Lamine Kaba Sherif (born 27 January 1999) is a Guinean professional footballer who plays as a midfielder for club Stratford Town.

==Club career==
Kaba Sherif joined the Leicester City academy at under-10 level, and turned professional in 2017. He was released from Leicester in June 2019.

Kaba Sherif joined Accrington Stanley on a two-year contract in July 2019. On 3 August 2019, he made his league debut for Accrington as a 79th minute substitute during a 2–0 defeat to Lincoln City.

On 14 May 2021, it was announced that he would leave Accrington at the end of the season, following the expiry of his contract.

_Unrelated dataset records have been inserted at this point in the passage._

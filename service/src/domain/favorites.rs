//! [`Favorites`] definitions.

use std::collections::HashMap;

#[cfg(doc)]
use common::DateTime;
use common::{unit, DateTimeOf};

#[cfg(doc)]
use crate::domain::Listing;
use crate::domain::listing;

/// Set of [`Listing`]s marked as favorite.
#[derive(Clone, Debug, Default)]
pub struct Favorites {
    /// [`AdditionDateTime`] of every favorite [`listing::Id`].
    entries: HashMap<listing::Id, AdditionDateTime>,
}

impl Favorites {
    /// Flips the membership of the provided [`listing::Id`].
    ///
    /// Returns `true` if the [`Listing`] is a favorite after the toggle.
    pub fn toggle(&mut self, id: listing::Id) -> bool {
        if self.entries.remove(&id).is_some() {
            return false;
        }
        drop(self.entries.insert(id, DateTimeOf::now()));
        true
    }

    /// Indicates whether the provided [`listing::Id`] is a favorite.
    #[must_use]
    pub fn contains(&self, id: listing::Id) -> bool {
        self.entries.contains_key(&id)
    }

    /// Returns [`AdditionDateTime`] of the provided favorite
    /// [`listing::Id`].
    #[must_use]
    pub fn added_at(&self, id: listing::Id) -> Option<AdditionDateTime> {
        self.entries.get(&id).copied()
    }

    /// Returns all the favorite [`listing::Id`]s in no particular order.
    pub fn ids(&self) -> impl Iterator<Item = listing::Id> + '_ {
        self.entries.keys().copied()
    }

    /// Returns the number of favorites.
    #[must_use]
    pub fn len(&self) -> usize {
        self.entries.len()
    }

    /// Indicates whether there are no favorites.
    #[must_use]
    pub fn is_empty(&self) -> bool {
        self.entries.is_empty()
    }
}

/// [`DateTime`] when a [`Listing`] was marked as favorite.
pub type AdditionDateTime = DateTimeOf<(Favorites, unit::Addition)>;
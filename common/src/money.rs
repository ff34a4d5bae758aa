//! [`Money`]-related definitions.

use std::{fmt, str::FromStr};

use rust_decimal::{prelude::ToPrimitive as _, Decimal};
use serde::{de, Deserialize, Deserializer, Serialize, Serializer};

use crate::define_kind;

/// Amount of money in some [`Currency`].
#[derive(Clone, Copy, Debug, Eq, PartialEq)]
pub struct Money {
    /// Amount of this [`Money`].
    pub amount: Decimal,

    /// [`Currency`] of this amount.
    pub currency: Currency,
}

impl Money {
    /// Creates a new [`Money`] amount.
    #[must_use]
    pub const fn new(amount: Decimal, currency: Currency) -> Self {
        Self { amount, currency }
    }

    /// Creates a zero amount of the provided [`Currency`].
    #[must_use]
    pub const fn zero(currency: Currency) -> Self {
        Self::new(Decimal::ZERO, currency)
    }

    /// Adds the `other` [`Money`] to this one.
    ///
    /// [`None`] is returned if currencies differ or the sum overflows.
    #[must_use]
    pub fn checked_add(self, other: Self) -> Option<Self> {
        if self.currency != other.currency {
            return None;
        }
        self.amount
            .checked_add(other.amount)
            .map(|amount| Self::new(amount, self.currency))
    }

    /// Multiplies this [`Money`] by the provided `times`, saturating at
    /// [`Decimal::MAX`].
    #[must_use]
    pub fn times(self, times: u32) -> Self {
        Self::new(
            self.amount.saturating_mul(Decimal::from(times)),
            self.currency,
        )
    }

    /// Indicates whether this [`Money`] amount is negative.
    #[must_use]
    pub fn is_negative(&self) -> bool {
        self.amount.is_sign_negative() && !self.amount.is_zero()
    }
}

impl fmt::Display for Money {
    fn fmt(&self, f: &mut fmt::Formatter<'_>) -> fmt::Result {
        let Self { amount, currency } = self;
        let amount = amount.normalize();
        match amount.is_integer().then(|| amount.to_i128()).flatten() {
            Some(int) => write!(f, "{int}{currency}"),
            None => write!(f, "{amount}{currency}"),
        }
    }
}

impl FromStr for Money {
    type Err = &'static str;

    fn from_str(s: &str) -> Result<Self, Self::Err> {
        if s.len() < 4 || !s.is_char_boundary(s.len() - 3) {
            return Err("too short");
        }

        let (amount, currency) = s.split_at(s.len() - 3);
        let amount = Decimal::from_str(amount.trim_end())
            .map_err(|_| "invalid amount")?;
        let currency =
            Currency::from_str(currency).map_err(|_| "invalid currency")?;

        Ok(Self { amount, currency })
    }
}

impl Serialize for Money {
    fn serialize<S: Serializer>(&self, serializer: S) -> Result<S::Ok, S::Error> {
        serializer.collect_str(self)
    }
}

impl<'de> Deserialize<'de> for Money {
    fn deserialize<D: Deserializer<'de>>(
        deserializer: D,
    ) -> Result<Self, D::Error> {
        String::deserialize(deserializer)?
            .parse()
            .map_err(de::Error::custom)
    }
}

define_kind! {
    #[doc = "Currency of a [`Money`] amount."]
    enum Currency {
        #[doc = "US Dollar."]
        Usd = 1,

        #[doc = "Euro."]
        Eur = 2,

        #[doc = "Russian Ruble."]
        Rub = 3,

        #[doc = "Brazilian Real."]
        Brl = 4,
    }
}

#[cfg(test)]
mod spec {
    use std::str::FromStr as _;

    use rust_decimal::Decimal;

    use super::{Currency, Money};

    fn decimal(s: &str) -> Decimal {
        s.parse().unwrap()
    }

    #[test]
    fn from_str() {
        assert_eq!(
            Money::from_str("123.45USD").unwrap(),
            Money {
                amount: decimal("123.45"),
                currency: Currency::Usd,
            },
        );
        assert_eq!(
            Money::from_str("850000BRL").unwrap(),
            Money {
                amount: decimal("850000"),
                currency: Currency::Brl,
            },
        );
        assert_eq!(
            Money::from_str("5000 brl").unwrap(),
            Money {
                amount: decimal("5000"),
                currency: Currency::Brl,
            },
        );

        assert!(Money::from_str("123.45").is_err());
        assert!(Money::from_str("123.45Us").is_err());
        assert!(Money::from_str("123.45Usdollar").is_err());

        assert!(Money::from_str("123.00USD").is_ok());
        assert!(Money::from_str("123USD").is_ok());
    }

    #[test]
    fn to_string() {
        assert_eq!(
            Money::new(decimal("123.45"), Currency::Eur).to_string(),
            "123.45EUR",
        );
        assert_eq!(
            Money::new(decimal("123.00"), Currency::Usd).to_string(),
            "123USD",
        );
        assert_eq!(
            Money::new(decimal("1739000.000"), Currency::Brl).to_string(),
            "1739000BRL",
        );
        assert_eq!(
            Money::new(decimal("12.50"), Currency::Brl).to_string(),
            "12.5BRL",
        );
    }

    #[test]
    fn arithmetic() {
        let price = Money::new(decimal("850000"), Currency::Brl);

        assert_eq!(
            price.times(2),
            Money::new(decimal("1700000"), Currency::Brl),
        );
        assert_eq!(
            price.checked_add(Money::new(decimal("5000"), Currency::Brl)),
            Some(Money::new(decimal("855000"), Currency::Brl)),
        );
        assert_eq!(
            price.checked_add(Money::new(decimal("5000"), Currency::Usd)),
            None,
        );
        assert_eq!(
            Money::new(Decimal::MAX, Currency::Brl)
                .checked_add(Money::new(Decimal::ONE, Currency::Brl)),
            None,
        );
        assert_eq!(
            Money::new(Decimal::MAX, Currency::Brl).times(2).amount,
            Decimal::MAX,
        );
        assert!(!Money::zero(Currency::Brl).is_negative());
        assert!(Money::new(decimal("-1"), Currency::Brl).is_negative());
    }
}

In August 2021, he signed for Kettering Town. On 2 January 2022, it was announced that Sherif had left the club.

On 11 February 2022, Sherif joined National League North side AFC Telford United on a non-contract basis.

In March 2022, Sherif signed for Southern League Premier Division Central side Peterborough Sports.

In November 2022, Sherif joined Southern League Premier Division Central side Ilkeston Town on loan. He later played for Spalding United and Barwell. In November 2025, he joined Stratford Town.

==International career==
In March 2019, Kaba Sherif received a callup from the Guinea under-23 team.